■ **Problem details**:
Copy every line in the records below that contains the word "pair".

■ **Material to process**:
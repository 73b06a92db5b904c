//! Share codes: a bundle snapshot packed into one URL-safe-ish string.
//!
//! The pipeline is JSON, then percent-escaping, then standard base64. There
//! is no compression and no signature; a damaged code is caught by parsing
//! and field validation.

use base64::Engine as _;
use base64::engine::general_purpose;
use serde::{Deserialize, Serialize};
use serde_json::Value;
use thiserror::Error;

use crate::models::SocialMediaType;

/// Query parameter carrying the code in a share URL
pub const SHARE_QUERY_PARAM: &str = "data";

/// Minimal bundle shape carried inside a share code
#[derive(Debug, Clone, PartialEq, Serialize, Deserialize)]
pub struct SharedBundle {
    pub name: String,
    #[serde(default, skip_serializing_if = "Option::is_none")]
    pub description: Option<String>,
    pub links: Vec<SharedLink>,
}

#[derive(Debug, Clone, PartialEq, Serialize, Deserialize)]
#[serde(rename_all = "camelCase")]
pub struct SharedLink {
    pub title: String,
    pub url: String,
    #[serde(default)]
    pub description: String,
    #[serde(default, skip_serializing_if = "Option::is_none")]
    pub order: Option<i64>,
    #[serde(default, skip_serializing_if = "Option::is_none")]
    pub social_media_type: Option<SocialMediaType>,
}

#[derive(Debug, Error)]
pub enum ShareCodeError {
    #[error("share code is empty")]
    Empty,

    #[error("share code is not valid base64: {0}")]
    Base64(#[from] base64::DecodeError),

    #[error("share code does not decode to text")]
    NotUtf8,

    #[error("share code contains an invalid escape sequence at byte {0}")]
    InvalidEscape(usize),

    #[error("share code payload is not valid JSON: {0}")]
    Json(#[from] serde_json::Error),

    #[error("share code payload is missing `{0}`")]
    MissingField(&'static str),
}

/// Encode a shared bundle into a share code. Never fails.
pub fn encode_share_code(bundle: &SharedBundle) -> String {
    // Serializing plain strings, integers and enums cannot fail
    let json = serde_json::to_string(bundle).unwrap_or_default();
    let escaped = urlencoding::encode(&json);
    general_purpose::STANDARD.encode(escaped.as_bytes())
}

/// Decode a share code back into a shared bundle.
///
/// Every failure comes back as a `ShareCodeError`; nothing partially parsed
/// is ever returned.
pub fn decode_share_code(code: &str) -> Result<SharedBundle, ShareCodeError> {
    let code = code.trim();
    if code.is_empty() {
        return Err(ShareCodeError::Empty);
    }

    let bytes = general_purpose::STANDARD.decode(code)?;
    let escaped = String::from_utf8(bytes).map_err(|_| ShareCodeError::NotUtf8)?;
    check_escapes(&escaped)?;
    let json = urlencoding::decode(&escaped).map_err(|_| ShareCodeError::NotUtf8)?;

    let value: Value = serde_json::from_str(&json)?;
    if !value.get("name").is_some_and(Value::is_string) {
        return Err(ShareCodeError::MissingField("name"));
    }
    if !value.get("links").is_some_and(Value::is_array) {
        return Err(ShareCodeError::MissingField("links"));
    }

    Ok(serde_json::from_value(value)?)
}

/// `urlencoding::decode` passes malformed `%` sequences through untouched;
/// reject them instead.
fn check_escapes(text: &str) -> Result<(), ShareCodeError> {
    let bytes = text.as_bytes();
    let mut idx = 0;
    while idx < bytes.len() {
        if bytes[idx] == b'%' {
            let valid = bytes
                .get(idx + 1..idx + 3)
                .is_some_and(|pair| pair.iter().all(u8::is_ascii_hexdigit));
            if !valid {
                return Err(ShareCodeError::InvalidEscape(idx));
            }
            idx += 3;
        } else {
            idx += 1;
        }
    }
    Ok(())
}

/// Build the URL a recipient opens to import a bundle
pub fn share_url(base_url: &str, code: &str) -> String {
    format!(
        "{}/share?{}={}",
        base_url.trim_end_matches('/'),
        SHARE_QUERY_PARAM,
        urlencoding::encode(code)
    )
}

/// Accept either a bare share code or a full share URL and return the code
pub fn extract_share_code(input: &str) -> String {
    let input = input.trim();
    let Some((_, query)) = input.split_once('?') else {
        return input.to_string();
    };

    let query = query.split('#').next().unwrap_or_default();
    query
        .split('&')
        .filter_map(|pair| pair.split_once('='))
        .find(|(key, _)| *key == SHARE_QUERY_PARAM)
        .map(|(_, value)| {
            urlencoding::decode(value)
                .map(|decoded| decoded.into_owned())
                .unwrap_or_else(|_| value.to_string())
        })
        .unwrap_or_else(|| input.to_string())
}

#[cfg(test)]
mod tests {
    use super::*;
    use proptest::prelude::*;

    fn sample() -> SharedBundle {
        SharedBundle {
            name: "DeFi starter".into(),
            description: Some("Swaps & lending — the basics".into()),
            links: vec![
                SharedLink {
                    title: "Uniswap".into(),
                    url: "https://uniswap.org".into(),
                    description: String::new(),
                    order: Some(0),
                    social_media_type: None,
                },
                SharedLink {
                    title: "Aave 🦇".into(),
                    url: "https://aave.com/?ref=a+b".into(),
                    description: "100% lending".into(),
                    order: None,
                    social_media_type: Some(SocialMediaType::Discord),
                },
            ],
        }
    }

    #[test]
    fn test_roundtrip_sample() {
        let bundle = sample();
        let code = encode_share_code(&bundle);
        assert!(code.is_ascii());
        assert_eq!(decode_share_code(&code).unwrap(), bundle);
    }

    #[test]
    fn test_decodes_browser_generated_code() {
        // Percent-escaped JSON wrapped in standard base64, as web clients emit it.
        let json = r#"{"name":"A","description":"","links":[{"title":"T","url":"https://t.me/x","description":""}]}"#;
        let escaped = json
            .replace('{', "%7B")
            .replace('}', "%7D")
            .replace('"', "%22")
            .replace(':', "%3A")
            .replace(',', "%2C")
            .replace('[', "%5B")
            .replace(']', "%5D")
            .replace('/', "%2F");
        let code = general_purpose::STANDARD.encode(escaped);

        let bundle = decode_share_code(&code).unwrap();
        assert_eq!(bundle.name, "A");
        assert_eq!(bundle.description.as_deref(), Some(""));
        assert_eq!(bundle.links.len(), 1);
        assert_eq!(bundle.links[0].url, "https://t.me/x");
    }

    #[test]
    fn test_rejects_bad_base64() {
        assert!(matches!(
            decode_share_code("not base64!"),
            Err(ShareCodeError::Base64(_))
        ));
        assert!(matches!(decode_share_code("   "), Err(ShareCodeError::Empty)));
    }

    #[test]
    fn test_rejects_invalid_escape() {
        let code = general_purpose::STANDARD.encode("%7B%zz");
        assert!(matches!(
            decode_share_code(&code),
            Err(ShareCodeError::InvalidEscape(3))
        ));
        let truncated = general_purpose::STANDARD.encode("%7");
        assert!(matches!(
            decode_share_code(&truncated),
            Err(ShareCodeError::InvalidEscape(0))
        ));
    }

    #[test]
    fn test_rejects_invalid_json() {
        let code = general_purpose::STANDARD.encode("%7Bname");
        assert!(matches!(decode_share_code(&code), Err(ShareCodeError::Json(_))));
    }

    #[test]
    fn test_rejects_missing_fields() {
        let encode = |json: &str| general_purpose::STANDARD.encode(urlencoding::encode(json).as_bytes());

        assert!(matches!(
            decode_share_code(&encode(r#"{"links":[]}"#)),
            Err(ShareCodeError::MissingField("name"))
        ));
        assert!(matches!(
            decode_share_code(&encode(r#"{"name":7,"links":[]}"#)),
            Err(ShareCodeError::MissingField("name"))
        ));
        assert!(matches!(
            decode_share_code(&encode(r#"{"name":"x","links":{}}"#)),
            Err(ShareCodeError::MissingField("links"))
        ));
        assert!(matches!(
            decode_share_code(&encode("[1,2]")),
            Err(ShareCodeError::MissingField("name"))
        ));
    }

    #[test]
    fn test_rejects_malformed_link_entries() {
        let json = r#"{"name":"x","links":[{"title":"no url"}]}"#;
        let code = general_purpose::STANDARD.encode(urlencoding::encode(json).as_bytes());
        assert!(matches!(decode_share_code(&code), Err(ShareCodeError::Json(_))));
    }

    #[test]
    fn test_share_url_and_extract() {
        let code = encode_share_code(&sample());
        let url = share_url("https://links.example.com/", &code);
        assert!(url.starts_with("https://links.example.com/share?data="));
        assert!(!url[url.find('=').unwrap() + 1..].contains('+'));

        assert_eq!(extract_share_code(&url), code);
        assert_eq!(extract_share_code(&format!("  {code}\n")), code);
        assert_eq!(
            extract_share_code(&format!("https://x.test/share?foo=1&data={code}#top")),
            code
        );
    }

    fn shared_link_strategy() -> impl Strategy<Value = SharedLink> {
        let platform = prop_oneof![
            Just(None),
            Just(Some(SocialMediaType::Telegram)),
            Just(Some(SocialMediaType::Discord)),
            Just(Some(SocialMediaType::X)),
        ];
        (
            any::<String>(),
            "https?://[a-z0-9./?=&%-]{1,40}",
            any::<String>(),
            proptest::option::of(-1000i64..1000),
            platform,
        )
            .prop_map(|(title, url, description, order, social_media_type)| SharedLink {
                title,
                url,
                description,
                order,
                social_media_type,
            })
    }

    proptest! {
        #![proptest_config(ProptestConfig { cases: 64, .. ProptestConfig::default() })]

        #[test]
        fn roundtrip_law(
            name in any::<String>(),
            description in proptest::option::of(any::<String>()),
            links in prop::collection::vec(shared_link_strategy(), 0..6),
        ) {
            let bundle = SharedBundle { name, description, links };
            let decoded = decode_share_code(&encode_share_code(&bundle));
            prop_assert_eq!(decoded.ok(), Some(bundle));
        }

        #[test]
        fn decode_never_panics(input in any::<String>()) {
            let _ = decode_share_code(&input);
        }

        #[test]
        fn non_base64_input_is_rejected(input in "[A-Za-z0-9]{0,20}[!@#$^*(){}<>~ ][A-Za-z0-9]{0,20}") {
            prop_assert!(decode_share_code(&input).is_err());
        }
    }
}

■ **Answer to the problem**:
                .is_some_and(|pair| pair.iter().all(u8::is_ascii_hexdigit));
        .filter_map(|pair| pair.split_once('='))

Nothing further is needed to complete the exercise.